# Sign Wars

Author: Robin_Jadoul, solved together with esrever

Tags: crypto, ecdsa, lattice, mt19937

Points: 305 (8 solves)

## The challenge

A long time ago in a galaxy far, far away….

from Crypto.Util.number import bytes_to_long, long_to_bytes
import random
from secret import msg1, msg2, flag

flag1 = flag[:48]
flag2 = flag[48:]

# P-384 Curve
p = 39402006196394479212279040100143613805079739270465446667948293404245721771496870329047266088258938001861606973112319
a = -3
b = 27580193559959705877849011840389048093056905856361568521428707301988689241309860865136260764883745107765439761230575
curve = EllipticCurve(GF(p), [a, b])
order = 39402006196394479212279040100143613805079739270465446667946905279627659399113263569398956308152294913554433653942643
Z_n = GF(order)
gx = 26247035095799689268623156744566981891852923491109213387815615900925518854738050089022388053975719786650872476732087
gy = 8325710961489029985546751289520108179287853048861315594709205902480503199884419224438643760392947333078086511627871
G = curve(gx, gy)

for b in msg1:
assert b >= 0x20 and b <= 0x7f
z1 = bytes_to_long(msg1)
assert z1 < 2^128

for b in msg2:
assert b >= 0x20 and b <= 0x7f
z2 = bytes_to_long(msg2)
assert z2 < 2^384

# prequel trilogy
def sign_prequel():
d = bytes_to_long(flag1)
sigs = []
for _ in range(80):
# normal ECDSA. all bits of k are unknown.
k1 = random.getrandbits(128)
k2 = z1
k3 = random.getrandbits(128)
k = (k3 << 256) + (k2 << 128) + k1
kG = k*G
r, _ = kG.xy()
r = Z_n(r)
k = Z_n(k)
s = (z1 + r*d) / k
sigs.append((r,s))

return sigs

# original trilogy
def sign_original():
d = bytes_to_long(flag2)
sigs = []
for _ in range(3):
# normal ECDSA
k = random.getrandbits(384)
kG = k*G
r, _ = kG.xy()
r = Z_n(r)
k = Z_n(k)
s = (z2 + r*d) / k
sigs.append((r,s))

return sigs

def sign():
sigs1 = sign_prequel()
print(sigs1)
sigs2 = sign_original()
print(sigs2)

if __name__ == "__main__":
sign()


## Preliminary analysis

We observe that the flag is cut into two separate pieces, and we get some ECDSA signatures (over the P-384 curve) for two separate (ascii-range) messages where each part of the flag is used as a secret key respectively. We however do not learn either of the messages being signed. For the first part of the flag, we get 80 signatures, where the message being signed is embedded into the random nonce as $k = k_3\cdot 2^{256} + z_1 \cdot 2^{128} + k_1$ where each of $k_1, k_3, z_1$ consists of 128 bits. Having a bias to an (EC)DSA signature nonce, along with a fair amount of signatures quickly points towards a lattice attack exploiting the bias, similar to e.g. this paper, through a reduction to the Hidden Number Problem. For the second part, we only get 3 signatures, and the nonce bias has disappeared. So it seems we can’t apply the same approach here anymore. The only way we can attack this (even solving the discrete logarithm won’t help us here, as we can’t recover a public key without knowing the message either), is by knowing exactly what randomness we’re dealing with. Luckily for us, the challenge is using random.getrandbits, which is using a Mersenne twister behind the scenes, and given enough outputs of a Mersenne twister, we can predict other outputs. Where can we get such known outputs, you ask? Well we have some $80 \times 256$ bits of randomness we can recover from the signatures in part one if we manage to recover both the private key and the message being signed there.

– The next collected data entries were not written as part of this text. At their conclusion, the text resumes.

//! The S3 operations the gateway knows how to recognise.

use std::fmt;

/// Declares [`S3Operation`] together with its name table, so the variant list
/// and the wire names cannot drift apart.
macro_rules! declare_operations {
    ($($(#[$doc:meta])* $variant:ident,)*) => {
        /// A named S3 request/response contract.
        #[derive(Debug, Clone, Copy, PartialEq, Eq, Hash, PartialOrd, Ord)]
        pub enum S3Operation {
            $($(#[$doc])* $variant,)*
        }

        impl S3Operation {
            /// Every operation, in declaration order.
            pub const ALL: &'static [S3Operation] = &[$(S3Operation::$variant,)*];

            /// Returns the operation name as used in logs and error resources.
            #[must_use]
            pub fn as_str(&self) -> &'static str {
                match self {
                    $(Self::$variant => stringify!($variant),)*
                }
            }
        }
    };
}

declare_operations! {
    // Service level.
    /// `GET /`
    ListBuckets,

    // Bucket level.
    /// `PUT /{bucket}`
    CreateBucket,
    /// `DELETE /{bucket}`
    DeleteBucket,
    /// `HEAD /{bucket}`
    HeadBucket,
    /// `GET /{bucket}` without a recognised sub-resource.
    ListObjectsV1,
    /// `GET /{bucket}?list-type=2`
    ListObjectsV2,
    /// `GET /{bucket}?versions`
    ListObjectVersions,
    /// `GET /{bucket}?uploads`
    ListMultipartUploads,
    /// `GET /{bucket}?location`
    GetBucketLocation,
    /// `GET /{bucket}?policy`
    GetBucketPolicy,
    /// `PUT /{bucket}?policy`
    PutBucketPolicy,
    /// `DELETE /{bucket}?policy`
    DeleteBucketPolicy,
    /// `GET /{bucket}?acl`
    GetBucketAcl,
    /// `PUT /{bucket}?acl`
    PutBucketAcl,
    /// `GET /{bucket}?versioning`
    GetBucketVersioning,
    /// `PUT /{bucket}?versioning`
    PutBucketVersioning,
    /// `GET /{bucket}?tagging`
    GetBucketTagging,
    /// `PUT /{bucket}?tagging`
    PutBucketTagging,
    /// `DELETE /{bucket}?tagging`
    DeleteBucketTagging,
    /// `POST /{bucket}?delete`
    DeleteObjects,
    /// Browser-based upload: `POST /{bucket}` with a multipart form body.
    PostObject,

    // Object level.
    /// `PUT /{bucket}/{key}`
    PutObject,
    /// `PUT /{bucket}/{key}` with `x-amz-copy-source`.
    CopyObject,
    /// `GET /{bucket}/{key}`
    GetObject,
    /// `HEAD /{bucket}/{key}`
    HeadObject,
    /// `DELETE /{bucket}/{key}`
    DeleteObject,
    /// `GET /{bucket}/{key}?acl`
    GetObjectAcl,
    /// `PUT /{bucket}/{key}?acl`
    PutObjectAcl,
    /// `GET /{bucket}/{key}?tagging`
    GetObjectTagging,
    /// `PUT /{bucket}/{key}?tagging`
    PutObjectTagging,
    /// `DELETE /{bucket}/{key}?tagging`
    DeleteObjectTagging,

    // Multipart uploads.
    /// `POST /{bucket}/{key}?uploads`
    CreateMultipartUpload,
    /// `PUT /{bucket}/{key}?partNumber=N&uploadId=U`
    UploadPart,
    /// `UploadPart` with `x-amz-copy-source`.
    UploadPartCopy,
    /// `POST /{bucket}/{key}?uploadId=U`
    CompleteMultipartUpload,
    /// `DELETE /{bucket}/{key}?uploadId=U`
    AbortMultipartUpload,
    /// `GET /{bucket}/{key}?uploadId=U`
    ListParts,
}

impl fmt::Display for S3Operation {
    fn fmt(&self, f: &mut fmt::Formatter<'_>) -> fmt::Result {
        f.write_str(self.as_str())
    }
}
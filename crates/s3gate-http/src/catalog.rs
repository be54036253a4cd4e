//! The operation catalog: every S3 operation the gateway recognises, as an
//! ordered list of predicate records.
//!
//! Order is precedence. The dispatcher takes the first entry whose predicates
//! all hold, so:
//!
//! 1. object operations come before bucket operations, which come before the
//!    service-level `ListBuckets`;
//! 2. inside a group, an entry with an extra header or query requirement comes
//!    before the generic entry for the same method and path shape
//!    (`UploadPartCopy`, `CopyObject`, `UploadPart`, then `PutObject`).
//!
//! Operations the gateway does not serve yet are still declared, bound to
//! [`Binding::NotImplemented`], so a recognised request shape never falls
//! through to the not-found response.

use std::sync::{Arc, LazyLock};

use http::{HeaderName, Method};
use regex::Regex;
use s3gate_model::S3Operation;
use tracing::debug;

/// `x-amz-copy-source` must name a `bucket/key` pair, slash either literal or
/// percent-encoded.
static COPY_SOURCE_PATTERN: LazyLock<Regex> =
    LazyLock::new(|| Regex::new(r"/|%2F").expect("valid copy source regex"));

static MULTIPART_FORM_PATTERN: LazyLock<Regex> =
    LazyLock::new(|| Regex::new(r"^multipart/form-data").expect("valid form content type regex"));

fn x_amz_copy_source() -> HeaderName {
    HeaderName::from_static("x-amz-copy-source")
}

/// Where the object key must be, for an entry to apply.
#[derive(Debug, Clone, Copy, PartialEq, Eq)]
pub enum PathShape {
    /// No bucket and no key: `/`.
    Service,
    /// A bucket and an empty key: `/{bucket}`.
    BucketRoot,
    /// A bucket and a non-empty key, which may contain `/`.
    HasObject,
}

/// A condition on a single header or query parameter.
#[derive(Debug, Clone)]
pub enum ValueCondition {
    /// Present with any value, including empty.
    Present,
    /// Not present at all.
    Absent,
    /// Present with exactly this value.
    Equals(&'static str),
    /// Present and one or more ASCII digits.
    Digits,
    /// Present and the value contains a match of the regex.
    Matches(Regex),
}

impl ValueCondition {
    /// Evaluate against the value found for the key, if any.
    #[must_use]
    pub fn holds(&self, value: Option<&str>) -> bool {
        match (self, value) {
            (Self::Absent, value) => value.is_none(),
            (_, None) => false,
            (Self::Present, Some(_)) => true,
            (Self::Equals(expected), Some(v)) => v == *expected,
            (Self::Digits, Some(v)) => !v.is_empty() && v.bytes().all(|b| b.is_ascii_digit()),
            (Self::Matches(re), Some(v)) => re.is_match(v),
        }
    }
}

/// A required header.
#[derive(Debug, Clone)]
pub struct HeaderPredicate {
    /// Header name.
    pub name: HeaderName,
    /// What its value must satisfy.
    pub condition: ValueCondition,
}

/// A query-string requirement.
#[derive(Debug, Clone)]
pub struct QueryPredicate {
    /// Query key, case-sensitive as in S3.
    pub key: &'static str,
    /// What its value must satisfy.
    pub condition: ValueCondition,
}

/// Which query values become named route variables of the matched operation.
#[derive(Debug, Clone, Default, PartialEq, Eq)]
pub struct ParameterExtractor {
    vars: Vec<&'static str>,
}

impl ParameterExtractor {
    /// The query keys captured, in declaration order.
    #[must_use]
    pub fn vars(&self) -> &[&'static str] {
        &self.vars
    }
}

/// What happens once an entry matches.
#[derive(Debug, Clone, Copy, PartialEq, Eq)]
pub enum Binding {
    /// Hand the request to the storage backend.
    Backend,
    /// Declared stub; answer `NotImplemented` without reaching the backend.
    NotImplemented,
}

/// One catalog record.
#[derive(Debug, Clone)]
pub struct OperationEntry {
    operation: S3Operation,
    method: Method,
    path_shape: PathShape,
    headers: Vec<HeaderPredicate>,
    query: Vec<QueryPredicate>,
    extractor: ParameterExtractor,
    binding: Binding,
}

impl OperationEntry {
    /// A backend-bound entry with no header or query requirements.
    #[must_use]
    pub fn new(operation: S3Operation, method: Method, path_shape: PathShape) -> Self {
        Self {
            operation,
            method,
            path_shape,
            headers: Vec::new(),
            query: Vec::new(),
            extractor: ParameterExtractor::default(),
            binding: Binding::Backend,
        }
    }

    /// Require a header.
    #[must_use]
    pub fn header(mut self, name: HeaderName, condition: ValueCondition) -> Self {
        self.headers.push(HeaderPredicate { name, condition });
        self
    }

    /// Require a query key.
    #[must_use]
    pub fn query(mut self, key: &'static str, condition: ValueCondition) -> Self {
        self.query.push(QueryPredicate { key, condition });
        self
    }

    /// Require a query key and capture its value as a route variable.
    #[must_use]
    pub fn query_var(mut self, key: &'static str, condition: ValueCondition) -> Self {
        self.extractor.vars.push(key);
        self.query(key, condition)
    }

    /// Bind the entry to the `NotImplemented` stub.
    #[must_use]
    pub fn not_implemented(mut self) -> Self {
        self.binding = Binding::NotImplemented;
        self
    }

    /// The operation this entry selects.
    #[must_use]
    pub fn operation(&self) -> S3Operation {
        self.operation
    }

    /// Required HTTP method.
    #[must_use]
    pub fn method(&self) -> &Method {
        &self.method
    }

    /// Required path shape.
    #[must_use]
    pub fn path_shape(&self) -> PathShape {
        self.path_shape
    }

    /// Header requirements.
    #[must_use]
    pub fn header_predicates(&self) -> &[HeaderPredicate] {
        &self.headers
    }

    /// Query requirements.
    #[must_use]
    pub fn query_predicates(&self) -> &[QueryPredicate] {
        &self.query
    }

    /// Route-variable extraction rule.
    #[must_use]
    pub fn extractor(&self) -> &ParameterExtractor {
        &self.extractor
    }

    /// Backend or stub.
    #[must_use]
    pub fn binding(&self) -> Binding {
        self.binding
    }
}

/// The immutable, ordered catalog plus the addressing configuration it was
/// built for. Cloning shares the entries.
#[derive(Debug, Clone)]
pub struct OperationCatalog {
    entries: Arc<[OperationEntry]>,
    domain_suffix: Option<Arc<str>>,
}

impl OperationCatalog {
    /// Build the catalog. `domain_suffix` enables virtual-hosted-style
    /// addressing when set and non-empty; leading and trailing dots are
    /// ignored.
    #[must_use]
    pub fn build(domain_suffix: Option<&str>) -> Self {
        let domain_suffix = domain_suffix
            .map(|s| s.trim_matches('.').to_ascii_lowercase())
            .filter(|s| !s.is_empty())
            .map(Arc::from);

        let mut entries = object_entries();
        entries.extend(bucket_entries());
        entries.push(OperationEntry::new(
            S3Operation::ListBuckets,
            Method::GET,
            PathShape::Service,
        ));

        debug!(
            entries = entries.len(),
            domain_suffix = ?domain_suffix,
            "built S3 operation catalog"
        );

        Self {
            entries: entries.into(),
            domain_suffix,
        }
    }

    /// Entries in precedence order.
    #[must_use]
    pub fn entries(&self) -> &[OperationEntry] {
        &self.entries
    }

    /// The virtual-host suffix, if virtual-hosted style is enabled.
    #[must_use]
    pub fn domain_suffix(&self) -> Option<&str> {
        self.domain_suffix.as_deref()
    }

    /// Number of declared operations.
    #[must_use]
    pub fn len(&self) -> usize {
        self.entries.len()
    }

    /// Whether the catalog declares nothing.
    #[must_use]
    pub fn is_empty(&self) -> bool {
        self.entries.is_empty()
    }
}

fn copy_source() -> ValueCondition {
    ValueCondition::Matches(COPY_SOURCE_PATTERN.clone())
}

/// Operations on `/{bucket}/{key}`.
fn object_entries() -> Vec<OperationEntry> {
    use PathShape::HasObject;
    use S3Operation as Op;
    use ValueCondition::{Digits, Present};

    vec![
        // PUT: copy-part, copy, part, sub-resources, then the plain upload.
        OperationEntry::new(Op::UploadPartCopy, Method::PUT, HasObject)
            .header(x_amz_copy_source(), copy_source())
            .query_var("partNumber", Digits)
            .query_var("uploadId", Present)
            .not_implemented(),
        OperationEntry::new(Op::CopyObject, Method::PUT, HasObject)
            .header(x_amz_copy_source(), copy_source())
            .not_implemented(),
        OperationEntry::new(Op::UploadPart, Method::PUT, HasObject)
            .query_var("partNumber", Digits)
            .query_var("uploadId", Present)
            .not_implemented(),
        OperationEntry::new(Op::PutObjectTagging, Method::PUT, HasObject)
            .query("tagging", Present)
            .not_implemented(),
        OperationEntry::new(Op::PutObjectAcl, Method::PUT, HasObject)
            .query("acl", Present)
            .not_implemented(),
        OperationEntry::new(Op::PutObject, Method::PUT, HasObject),
        // GET
        OperationEntry::new(Op::ListParts, Method::GET, HasObject)
            .query_var("uploadId", Present)
            .not_implemented(),
        OperationEntry::new(Op::GetObjectAcl, Method::GET, HasObject)
            .query("acl", Present)
            .not_implemented(),
        OperationEntry::new(Op::GetObjectTagging, Method::GET, HasObject)
            .query("tagging", Present)
            .not_implemented(),
        OperationEntry::new(Op::GetObject, Method::GET, HasObject),
        // HEAD
        OperationEntry::new(Op::HeadObject, Method::HEAD, HasObject),
        // POST
        OperationEntry::new(Op::CompleteMultipartUpload, Method::POST, HasObject)
            .query_var("uploadId", Present)
            .not_implemented(),
        OperationEntry::new(Op::CreateMultipartUpload, Method::POST, HasObject)
            .query("uploads", Present)
            .not_implemented(),
        // DELETE
        OperationEntry::new(Op::AbortMultipartUpload, Method::DELETE, HasObject)
            .query_var("uploadId", Present)
            .not_implemented(),
        OperationEntry::new(Op::DeleteObjectTagging, Method::DELETE, HasObject)
            .query("tagging", Present)
            .not_implemented(),
        OperationEntry::new(Op::DeleteObject, Method::DELETE, HasObject),
    ]
}

/// Operations on `/{bucket}`.
fn bucket_entries() -> Vec<OperationEntry> {
    use PathShape::BucketRoot;
    use S3Operation as Op;
    use ValueCondition::{Equals, Present};

    let get_sub_resources = vec![
        OperationEntry::new(Op::ListMultipartUploads, Method::GET, BucketRoot)
            .query("uploads", Present)
            .not_implemented(),
        OperationEntry::new(Op::ListObjectsV2, Method::GET, BucketRoot)
            .query("list-type", Equals("2"))
            .not_implemented(),
        OperationEntry::new(Op::GetBucketLocation, Method::GET, BucketRoot)
            .query("location", Present)
            .not_implemented(),
        OperationEntry::new(Op::GetBucketPolicy, Method::GET, BucketRoot)
            .query("policy", Present)
            .not_implemented(),
        OperationEntry::new(Op::GetBucketAcl, Method::GET, BucketRoot)
            .query("acl", Present)
            .not_implemented(),
        OperationEntry::new(Op::GetBucketVersioning, Method::GET, BucketRoot)
            .query("versioning", Present)
            .not_implemented(),
        OperationEntry::new(Op::GetBucketTagging, Method::GET, BucketRoot)
            .query("tagging", Present)
            .not_implemented(),
        OperationEntry::new(Op::ListObjectVersions, Method::GET, BucketRoot)
            .query("versions", Present)
            .not_implemented(),
    ];

    // A plain listing is what remains once no sub-resource marker is present.
    let list_objects_v1 = get_sub_resources
        .iter()
        .flat_map(OperationEntry::query_predicates)
        .filter(|p| matches!(p.condition, Present))
        .fold(
            OperationEntry::new(Op::ListObjectsV1, Method::GET, BucketRoot),
            |entry, p| entry.query(p.key, ValueCondition::Absent),
        );

    let mut entries = get_sub_resources;
    entries.push(list_objects_v1);
    entries.extend([
        // PUT
        OperationEntry::new(Op::PutBucketPolicy, Method::PUT, BucketRoot)
            .query("policy", Present)
            .not_implemented(),
        OperationEntry::new(Op::PutBucketAcl, Method::PUT, BucketRoot)
            .query("acl", Present)
            .not_implemented(),
        OperationEntry::new(Op::PutBucketVersioning, Method::PUT, BucketRoot)
            .query("versioning", Present)
            .not_implemented(),
        OperationEntry::new(Op::PutBucketTagging, Method::PUT, BucketRoot)
            .query("tagging", Present)
            .not_implemented(),
        OperationEntry::new(Op::CreateBucket, Method::PUT, BucketRoot),
        // DELETE
        OperationEntry::new(Op::DeleteBucketPolicy, Method::DELETE, BucketRoot)
            .query("policy", Present)
            .not_implemented(),
        OperationEntry::new(Op::DeleteBucketTagging, Method::DELETE, BucketRoot)
            .query("tagging", Present)
            .not_implemented(),
        OperationEntry::new(Op::DeleteBucket, Method::DELETE, BucketRoot),
        // HEAD
        OperationEntry::new(Op::HeadBucket, Method::HEAD, BucketRoot),
        // POST
        OperationEntry::new(Op::DeleteObjects, Method::POST, BucketRoot)
            .query("delete", Present)
            .not_implemented(),
        OperationEntry::new(Op::PostObject, Method::POST, BucketRoot)
            .header(
                http::header::CONTENT_TYPE,
                ValueCondition::Matches(MULTIPART_FORM_PATTERN.clone()),
            )
            .not_implemented(),
    ]);
    entries
}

## What’s a CTF crypto challenge without lattices?

The straightforward transformation from ECDSA to HNP generally assumes we know the value of the fixed bits. This is, given that we don’t know the message being signed yet, not the case here, so we’ll need to massage our signatures a bit first. Our goal will be to “sacrifice” one of our signatures to subtract away the $z_1$ in the other nonces and arrive at a known bias of 0 for the remaining 79 signatures. With some rewriting, we obtain the following: \begin{align*} &&s^{(j)} \cdot k^{(j)} &= z_1 + r^{(j)}\cdot d + m^{(j)} \cdot |G| \newline \iff &&(s^{(j)} \cdot 2^{128} - 1) \cdot z_1 &= -s^{(j)} \cdot (k_3^{(j)}\cdot 2^{256} + k_1^{(j)}) + r^{(j)}\cdot d + m^{(j)}\cdot |G| \end{align*} And by rewriting an arbitrary fixed signature (say the very first one) into an equivalent form, equating $z_1 = z_1$ and doing a cross multiplication, we get \begin{align*} &&(s^{(j)}\cdot 2^{128} - 1) \cdot \left(-s^{(j)} \cdot (k_3^{(j)}\cdot 2^{256} + k_1^{(j)}) + r^{(j)}\cdot d + m^{(j)}\cdot |G|\right)\newline &= \newline &&(s^{(0)}\cdot 2^{128} - 1) \cdot \left(-s^{(0)} \cdot (k_3^{(0)}\cdot 2^{256} + k_1^{(0)}) + r^{(0)}\cdot d + m^{(0)}\cdot |G|\right) \end{align*}

From this set of linear constraints, along with the known (or easy-to-derive) bounds on each of the unknown variables, we can then apply some black magic1 and obtain the secret key (which is the first half of the flag), and some of the $k_1^{(j)}$ and $k_3^{(j)}$ we care about for the next part of the challenge at once.

### Some lattice code

With the theoretical part out of the way, we first just setup our wrapper around rkm’s work that allows us to simply specify our linear (in)equalities and to automatically get the lattice out of it.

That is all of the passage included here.